DATA PROVIDED
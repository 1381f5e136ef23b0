//! SoulMap - Visual Timeline
//!
//! Turns descriptions of memories, goals and alternate lives into cinematic
//! illustrations and keeps them in a browsable gallery.

use std::net::SocketAddr;

use soulmap::config::LogFormat;
use soulmap::{api, config, AppState, Error, Result};
use tokio::net::TcpListener;
use tracing_subscriber::{layer::SubscriberExt, util::SubscriberInitExt};

#[tokio::main]
async fn main() -> Result<()> {
    // Load configuration
    let config = config::init();

    // Initialize tracing
    let filter = tracing_subscriber::EnvFilter::try_from_default_env()
        .unwrap_or_else(|_| "soulmap=debug,tower_http=debug".into());
    let registry = tracing_subscriber::registry().with(filter);
    match config.logging.format {
        LogFormat::Json => registry
            .with(tracing_subscriber::fmt::layer().json())
            .init(),
        LogFormat::Pretty => registry.with(tracing_subscriber::fmt::layer()).init(),
    }

    tracing::info!(
        "Starting SoulMap server on {}:{}",
        config.server.host,
        config.server.port
    );

    // Initialize application state
    let state = AppState::new().await?;
    tracing::info!("Application state initialized");

    let app = api::app(state, config.server.max_body_bytes);

    // Start server
    let addr: SocketAddr = format!("{}:{}", config.server.host, config.server.port)
        .parse()
        .map_err(|e| Error::Configuration(format!("Invalid listen address: {}", e)))?;

    let listener = TcpListener::bind(addr).await?;
    tracing::info!("Listening on {}", addr);

    axum::serve(listener, app).await?;

    Ok(())
}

TASK GOAL
Print the material once more, exactly.

ANSWER TO THIS PROBLEM
repository 1381f5e136ef23b0
//! SoulMap - Visual Timeline
//!
//! Turns descriptions of memories, goals and alternate lives into cinematic
//! illustrations and keeps them in a browsable gallery.

use std::net::SocketAddr;

use soulmap::config::LogFormat;
use soulmap::{api, config, AppState, Error, Result};
use tokio::net::TcpListener;
use tracing_subscriber::{layer::SubscriberExt, util::SubscriberInitExt};

#[tokio::main]
async fn main() -> Result<()> {
    // Load configuration
    let config = config::init();

    // Initialize tracing
    let filter = tracing_subscriber::EnvFilter::try_from_default_env()
        .unwrap_or_else(|_| "soulmap=debug,tower_http=debug".into());
    let registry = tracing_subscriber::registry().with(filter);
    match config.logging.format {
        LogFormat::Json => registry
            .with(tracing_subscriber::fmt::layer().json())
            .init(),
        LogFormat::Pretty => registry.with(tracing_subscriber::fmt::layer()).init(),
    }

    tracing::info!(
        "Starting SoulMap server on {}:{}",
        config.server.host,
        config.server.port
    );

    // Initialize application state
    let state = AppState::new().await?;
    tracing::info!("Application state initialized");

    let app = api::app(state, config.server.max_body_bytes);

    // Start server
    let addr: SocketAddr = format!("{}:{}", config.server.host, config.server.port)
        .parse()
        .map_err(|e| Error::Configuration(format!("Invalid listen address: {}", e)))?;

    let listener = TcpListener::bind(addr).await?;
    tracing::info!("Listening on {}", addr);

    axum::serve(listener, app).await?;

    Ok(())
}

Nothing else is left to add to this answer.